Why? I mean, I'm not saying it's an absolute 100% certain assumption that any particular public key is secret. I'm saying it's a reasonable assumption that will likely be correct in many cases. Not something to base your faith of a cryptosystem on, of course, but it's a reasonable assumption in many circumstances that can have a positive impact on the actual security of your accounts. The public key I use for my own machines is very unlikely to be known by anyone else, because it's only used on machines I have full and sole control over. Sure, that's not absolute proof (maybe one of my servers has been compromised and I don't know about it), but it's a reasonable assumption.
The solution to the Debian bug is to use a keypair not generated by the bugged Debian build, not "continue to use the bugged keypair".
Duh.

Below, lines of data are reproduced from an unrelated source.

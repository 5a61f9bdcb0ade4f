// Scoped store subscriptions

use flagstaff_features::{ObservableFlags, Subscription, subscription};
use std::sync::Arc;
use tracing::trace;

/// A live store subscription, released when dropped.
///
/// This is the teardown half of the external-store protocol: whatever path
/// the owning component leaves by (normal return, early return, unwinding),
/// the listener is removed exactly once.
#[must_use = "dropping the guard unsubscribes immediately"]
pub struct StoreSubscription<F: ObservableFlags + ?Sized> {
    flags: Arc<F>,
    subscription: Option<Subscription>,
}

impl<F: ObservableFlags + ?Sized> StoreSubscription<F> {
    pub(crate) fn new<L>(flags: Arc<F>, listener: L) -> Self
    where
        L: Fn() + Send + Sync + 'static,
    {
        let subscription = subscription(move |_, _| listener());
        flags.subscribe(subscription.clone());
        trace!("External store listener attached");

        Self {
            flags,
            subscription: Some(subscription),
        }
    }

    /// Unsubscribe now instead of at drop.
    pub fn unsubscribe(mut self) {
        self.release();
    }

    fn release(&mut self) {
        if let Some(subscription) = self.subscription.take() {
            self.flags.unsubscribe(&subscription);
            trace!("External store listener detached");
        }
    }
}

impl<F: ObservableFlags + ?Sized> Drop for StoreSubscription<F> {
    fn drop(&mut self) {
        self.release();
    }
}
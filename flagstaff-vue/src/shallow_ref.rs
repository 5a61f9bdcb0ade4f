// Shallow reactive reference

use parking_lot::RwLock;
use std::sync::Arc;
use std::sync::atomic::{AtomicU64, Ordering};

/// A value that is replaced wholesale, never mutated in place.
///
/// Each replacement bumps a version counter, which is what a renderer
/// compares to decide whether to redraw. Clones share the same slot.
#[derive(Debug)]
pub struct ShallowRef<T> {
    inner: Arc<Slot<T>>,
}

#[derive(Debug)]
struct Slot<T> {
    value: RwLock<T>,
    version: AtomicU64,
}

impl<T: Clone> ShallowRef<T> {
    pub fn new(value: T) -> Self {
        Self {
            inner: Arc::new(Slot {
                value: RwLock::new(value),
                version: AtomicU64::new(0),
            }),
        }
    }

    /// Copy of the current value
    pub fn value(&self) -> T {
        self.inner.value.read().clone()
    }

    /// Borrow the current value without cloning it.
    pub fn with<R>(&self, f: impl FnOnce(&T) -> R) -> R {
        f(&self.inner.value.read())
    }

    /// Number of replacements so far
    pub fn version(&self) -> u64 {
        self.inner.version.load(Ordering::SeqCst)
    }

    pub(crate) fn replace(&self, value: T) {
        *self.inner.value.write() = value;
        self.inner.version.fetch_add(1, Ordering::SeqCst);
    }
}

impl<T> Clone for ShallowRef<T> {
    fn clone(&self) -> Self {
        Self {
            inner: self.inner.clone(),
        }
    }
}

If you actually read what I wrote, you'd see I agree with that. I'm talking about the fact that people were using broken keypairs for long time, and didn't know, because the vulnerability hadn't been found and disclosed yet. You won't generate a new keypair if you don't know there's something wrong with the one you have.

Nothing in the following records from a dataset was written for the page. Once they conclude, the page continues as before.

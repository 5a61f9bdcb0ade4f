//! Integration tests for flagstaff-react

use flagstaff_features::*;
use flagstaff_react::*;
use std::sync::Arc;
use std::sync::atomic::{AtomicUsize, Ordering};

fn options() -> FeatureFlagOptions {
    FeatureFlagOptions::new(
        Schema::new()
            .with_flag("devTools", FlagDefinition::boolean())
            .with_flag(
                "migrateDatabase",
                FlagDefinition::boolean().with_readonly(true),
            )
            .with_flag("max", FlagDefinition::new([2, 4])),
    )
    .with_environment("prod")
}

fn counter() -> (Arc<AtomicUsize>, impl Fn() + Send + Sync + 'static) {
    let count = Arc::new(AtomicUsize::new(0));
    let inner = count.clone();
    (count, move || {
        inner.fetch_add(1, Ordering::SeqCst);
    })
}

#[test]
fn test_provider_from_existing_store() {
    let flags = FeatureFlags::new(options()).unwrap();
    let provider = FeatureFlagProvider::new(flags.clone());

    assert!(flags.set("max", 4));
    assert_eq!(provider.get_snapshot()["max"], FlagValue::from(4));
    assert_eq!(provider.get_server_snapshot()["max"], FlagValue::from(2));
}

#[test]
fn test_provider_from_options_error() {
    let result = FeatureFlagProvider::from_options(options().with_defaults(FlagDefaults::new()));
    assert!(result.is_ok());

    let mut no_env = options();
    no_env.environment = None;
    let result = FeatureFlagProvider::from_options(no_env.with_defaults(FlagDefaults::new()));
    assert!(matches!(result, Err(FeatureFlagError::MissingEnvironment)));
}

#[test]
fn test_subscription_released_on_drop() {
    let provider = FeatureFlagProvider::from_options(options()).unwrap();
    let (count, listener) = counter();

    {
        let _guard = provider.subscribe(listener);
        assert_eq!(provider.flags().subscriber_count(), 1);
        let (_, handle) = provider.use_feature_flags();
        handle.set_state([("max", 4)]);
    }

    assert_eq!(provider.flags().subscriber_count(), 0);
    let (_, handle) = provider.use_feature_flags();
    handle.set_state([("max", 2)]);
    assert_eq!(count.load(Ordering::SeqCst), 1);
}

#[test]
fn test_subscription_released_on_panic() {
    let provider = FeatureFlagProvider::from_options(options()).unwrap();
    let flags = provider.flags().clone();
    let (_, listener) = counter();

    let result = std::panic::catch_unwind(std::panic::AssertUnwindSafe(|| {
        let _guard = provider.subscribe(listener);
        panic!("render failed");
    }));

    assert!(result.is_err());
    assert_eq!(flags.subscriber_count(), 0);
}

#[test]
fn test_explicit_unsubscribe() {
    let provider = FeatureFlagProvider::from_options(options()).unwrap();
    let (count, listener) = counter();

    let guard = provider.subscribe(listener);
    guard.unsubscribe();

    let (_, handle) = provider.use_feature_flags();
    handle.set_state([("devTools", true)]);
    assert_eq!(count.load(Ordering::SeqCst), 0);
}

#[test]
fn test_hydration_runs_once_and_skips_rejections() {
    let provider = FeatureFlagProvider::from_options(options())
        .unwrap()
        .with_hydrated_overrides(overrides(|flag| match flag {
            "devTools" => Some(true.into()),
            "migrateDatabase" => Some(true.into()),
            "max" => Some(3.into()),
            _ => None,
        }));

    assert!(!provider.is_hydrated());
    assert_eq!(provider.mount(), 1);
    assert!(provider.is_hydrated());

    let state = provider.get_snapshot();
    assert_eq!(state["devTools"], FlagValue::from(true));
    assert_eq!(state["migrateDatabase"], FlagValue::from(false));
    assert_eq!(state["max"], FlagValue::from(2));

    let (_, handle) = provider.use_feature_flags();
    handle.set_state([("devTools", false)]);
    assert_eq!(provider.mount(), 0);
    assert_eq!(provider.get_snapshot()["devTools"], FlagValue::from(false));
}

#[test]
fn test_mount_without_overrides() {
    let provider = FeatureFlagProvider::from_options(options()).unwrap();
    assert_eq!(provider.mount(), 0);
    assert!(!provider.is_hydrated());
}

#[test]
fn test_set_state_filters_invalid_updates() {
    let provider = FeatureFlagProvider::from_options(options()).unwrap();
    let (state, handle) = provider.use_feature_flags();
    assert_eq!(state["max"], FlagValue::from(2));

    let committed = handle.set_state([
        ("max", FlagValue::from(4)),
        ("max", FlagValue::from("4")),
        ("devTools", FlagValue::from(true)),
        ("migrateDatabase", FlagValue::from(true)),
        ("unknown", FlagValue::from(true)),
    ]);

    assert_eq!(committed, 2);
    assert_eq!(handle.get("max"), Some(FlagValue::from(4)));
    assert_eq!(handle.get("migrateDatabase"), Some(FlagValue::from(false)));

    // The state returned earlier is a snapshot.
    assert_eq!(state["max"], FlagValue::from(2));
}

#[test]
fn test_generic_over_capability_trait() {
    let shared: Arc<dyn ObservableFlags> = Arc::new(FeatureFlags::new(options()).unwrap());
    let provider = FeatureFlagProvider::from_shared(shared);
    let (count, listener) = counter();
    let _guard = provider.subscribe(listener);

    let (_, handle) = provider.use_feature_flags();
    assert_eq!(handle.set_state([("devTools", true)]), 1);
    assert_eq!(count.load(Ordering::SeqCst), 1);
}

#[tokio::test]
async fn test_listener_can_schedule_async_work() {
    let provider = FeatureFlagProvider::from_options(options()).unwrap();
    let (tx, mut rx) = tokio::sync::mpsc::unbounded_channel();
    let flags = provider.flags().clone();

    let _guard = provider.subscribe(move || {
        let _ = tx.send(flags.store());
    });

    let (_, handle) = provider.use_feature_flags();
    handle.set_state([("max", 4)]);

    let state = rx.recv().await.unwrap();
    assert_eq!(state["max"], FlagValue::from(4));
}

My point is that if an attacker knew about the vulnerability a long time before it was fixed and publicly disclosed, GitHub publishing public keys gives that attacker a nice corpus of keys they can check to see if they're vulnerable, and can make use of that information (since the attacker knows that any bad key is known to be used for a particular GH account).

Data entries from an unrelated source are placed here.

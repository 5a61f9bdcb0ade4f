//! Observable flag store
//!
//! [`FeatureFlags`] owns the live flag values and the subscriber list. The
//! only way to change a value is [`FeatureFlags::set`], which re-runs
//! resolution with the proposed value and commits it only when resolution
//! agrees.

use crate::error::{FeatureFlagError, Result};
use crate::resolver::{Overrides, Resolver};
use crate::schema::{EnvironmentDefaults, FlagDefaults, Schema};
use crate::state::FlagState;
use crate::value::FlagValue;
use parking_lot::RwLock;
use std::fmt;
use std::sync::Arc;
use tracing::{debug, warn};

/// Callback notified with `(flag, value)` after every committed write.
pub type Subscription = Arc<dyn Fn(&str, &FlagValue) + Send + Sync>;

/// Wrap a closure as a [`Subscription`].
///
/// Keep the returned handle around if you intend to unsubscribe it later;
/// unsubscription matches by identity.
pub fn subscription<F>(callback: F) -> Subscription
where
    F: Fn(&str, &FlagValue) + Send + Sync + 'static,
{
    Arc::new(callback)
}

/// Construction options for [`FeatureFlags`].
///
/// Options are cheap to clone, so a shared base (schema plus defaults) can be
/// specialised per environment.
///
/// # Examples
///
/// ```
/// use flagstaff_features::{FeatureFlagOptions, FeatureFlags, FlagDefaults, FlagDefinition, Schema};
///
/// let options = FeatureFlagOptions::new(
///     Schema::new().with_flag("devTools", FlagDefinition::boolean()),
/// )
/// .with_defaults(FlagDefaults::new().with_environment("dev", [("devTools", true)]));
///
/// let dev = FeatureFlags::new(options.clone().with_environment("dev")).unwrap();
/// let prod = FeatureFlags::new(options.with_environment("prod")).unwrap();
///
/// assert_eq!(dev.get("devTools"), Some(true.into()));
/// assert_eq!(prod.get("devTools"), Some(false.into()));
/// ```
#[derive(Clone)]
pub struct FeatureFlagOptions {
    pub schema: Schema,
    pub environment: Option<String>,
    pub defaults: Option<FlagDefaults>,
    pub overrides: Option<Overrides>,
    pub subscription: Option<Subscription>,
}

impl FeatureFlagOptions {
    pub fn new(schema: Schema) -> Self {
        Self {
            schema,
            environment: None,
            defaults: None,
            overrides: None,
            subscription: None,
        }
    }

    /// Select the environment whose defaults apply
    pub fn with_environment(mut self, environment: impl Into<String>) -> Self {
        self.environment = Some(environment.into());
        self
    }

    /// Set per-environment defaults
    pub fn with_defaults(mut self, defaults: FlagDefaults) -> Self {
        self.defaults = Some(defaults);
        self
    }

    /// Set the live override source
    pub fn with_overrides(mut self, overrides: Overrides) -> Self {
        self.overrides = Some(overrides);
        self
    }

    /// Register a subscriber at construction
    pub fn with_subscription(mut self, subscription: Subscription) -> Self {
        self.subscription = Some(subscription);
        self
    }
}

impl fmt::Debug for FeatureFlagOptions {
    fn fmt(&self, f: &mut fmt::Formatter<'_>) -> fmt::Result {
        f.debug_struct("FeatureFlagOptions")
            .field("schema", &self.schema)
            .field("environment", &self.environment)
            .field("defaults", &self.defaults)
            .field("overrides", &self.overrides.is_some())
            .field("subscription", &self.subscription.is_some())
            .finish()
    }
}

/// Immutable inputs shared by every clone of a store.
struct Inner {
    schema: Schema,
    environment: Option<String>,
    defaults: Option<EnvironmentDefaults>,
    overrides: Option<Overrides>,
    initial: FlagState,
    store: RwLock<FlagState>,
    subscriptions: RwLock<Vec<Subscription>>,
}

/// Validated, observable feature flag store.
///
/// Cloning yields another handle to the same store.
#[derive(Clone)]
pub struct FeatureFlags {
    inner: Arc<Inner>,
}

impl FeatureFlags {
    /// Build a store, resolving the initial value of every flag.
    ///
    /// Fails if `defaults` are given without an `environment`, or if a flag
    /// declares no options. An environment with no entry in `defaults` is
    /// fine; its flags fall through to overrides and the schema fallback.
    pub fn new(options: FeatureFlagOptions) -> Result<Self> {
        let FeatureFlagOptions {
            schema,
            environment,
            defaults,
            overrides,
            subscription,
        } = options;

        schema.validate()?;

        let defaults = match (&defaults, &environment) {
            (Some(_), None) => return Err(FeatureFlagError::MissingEnvironment),
            (Some(defaults), Some(env)) => defaults.for_environment(env).cloned(),
            (None, _) => None,
        };

        if let Some(defaults) = &defaults {
            for (flag, value) in defaults {
                if !Resolver::new(&schema).is_valid(flag, value) {
                    warn!(
                        flag = flag.as_str(),
                        value = %value,
                        environment = environment.as_deref().unwrap_or_default(),
                        "Ignoring environment default that is not a declared option"
                    );
                }
            }
        }

        let initial = Resolver::new(&schema)
            .with_defaults(defaults.as_ref())
            .with_overrides(overrides.as_ref())
            .compute_store();

        debug!(
            flags = initial.len(),
            environment = environment.as_deref().unwrap_or_default(),
            "Feature flag store initialized"
        );

        Ok(Self {
            inner: Arc::new(Inner {
                store: RwLock::new(initial.clone()),
                subscriptions: RwLock::new(subscription.into_iter().collect()),
                schema,
                environment,
                defaults,
                overrides,
                initial,
            }),
        })
    }

    /// Shorthand for `FeatureFlags::new(FeatureFlagOptions::new(schema))`.
    pub fn from_schema(schema: Schema) -> Result<Self> {
        Self::new(FeatureFlagOptions::new(schema))
    }

    pub fn schema(&self) -> &Schema {
        &self.inner.schema
    }

    pub fn environment(&self) -> Option<&str> {
        self.inner.environment.as_deref()
    }

    /// Resolver configured with this store's defaults and overrides.
    pub fn resolver(&self) -> Resolver<'_> {
        Resolver::new(&self.inner.schema)
            .with_defaults(self.inner.defaults.as_ref())
            .with_overrides(self.inner.overrides.as_ref())
    }

    /// Whether `value` is a declared option of `flag`.
    pub fn is_valid(&self, flag: &str, value: &FlagValue) -> bool {
        self.resolver().is_valid(flag, value)
    }

    /// Current value of `flag`, or `None` if it is not declared.
    pub fn get(&self, flag: &str) -> Option<FlagValue> {
        self.inner.store.read().get(flag).cloned()
    }

    /// Propose a new value for `flag`.
    ///
    /// Returns `true` if the value was committed. Undeclared flags, read-only
    /// flags and values resolution does not agree with are rejected without
    /// touching the store or notifying anyone.
    ///
    /// Subscribers run synchronously, in subscription order, before this
    /// returns. No lock is held while they run, so a subscriber may call
    /// `set` again; that nested write notifies the whole list in turn.
    pub fn set(&self, flag: &str, value: impl Into<FlagValue>) -> bool {
        let value = value.into();

        let Some(definition) = self.inner.schema.definition(flag) else {
            debug!(flag, "Rejected write to undeclared flag");
            return false;
        };

        if definition.readonly {
            debug!(flag, value = %value, "Rejected write to read-only flag");
            return false;
        }

        // The override source runs without the store lock held.
        let current = self.get(flag);
        let resolved = self
            .resolver()
            .resolve_value(flag, current.as_ref(), Some(&value));

        if resolved.as_ref() != Some(&value) {
            debug!(
                flag,
                value = %value,
                resolved = ?resolved,
                "Rejected write that resolution does not agree with"
            );
            return false;
        }

        self.inner.store.write().insert(flag, value.clone());

        debug!(flag, value = %value, "Committed flag write");
        self.notify(flag, &value);
        true
    }

    /// Append a subscriber. The same callback may be subscribed more than
    /// once; each registration is notified separately.
    pub fn subscribe(&self, subscription: Subscription) {
        let mut subscriptions = self.inner.subscriptions.write();
        subscriptions.push(subscription);
        debug!(subscribers = subscriptions.len(), "Subscribed to flag changes");
    }

    /// Remove the first registration of `subscription`, matched by identity.
    /// Unknown callbacks are ignored.
    pub fn unsubscribe(&self, subscription: &Subscription) {
        let mut subscriptions = self.inner.subscriptions.write();
        if let Some(index) = subscriptions
            .iter()
            .position(|s| Arc::ptr_eq(s, subscription))
        {
            subscriptions.remove(index);
            debug!(subscribers = subscriptions.len(), "Unsubscribed from flag changes");
        }
    }

    pub fn subscriber_count(&self) -> usize {
        self.inner.subscriptions.read().len()
    }

    /// Snapshot of the current values.
    pub fn store(&self) -> FlagState {
        self.inner.store.read().clone()
    }

    /// Values as resolved at construction. Never changes.
    pub fn initial_store(&self) -> &FlagState {
        &self.inner.initial
    }

    fn notify(&self, flag: &str, value: &FlagValue) {
        let subscriptions = self.inner.subscriptions.read().clone();
        for subscription in &subscriptions {
            subscription(flag, value);
        }
    }
}

impl fmt::Debug for FeatureFlags {
    fn fmt(&self, f: &mut fmt::Formatter<'_>) -> fmt::Result {
        f.debug_struct("FeatureFlags")
            .field("environment", &self.inner.environment)
            .field("store", &*self.inner.store.read())
            .field("subscribers", &self.subscriber_count())
            .finish()
    }
}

If GH did not publish public keys, all users would have been safe from that particular attack vector. Sure, there are other avenues where an attacker could get ahold of some of those same public keys, but it's probably a vanishingly small percentage of them.
Never, ever assume this of your public key.
The solution to the Debian bug is to use a keypair not generated by the bugged Debian build, not "continue to use the bugged keypair".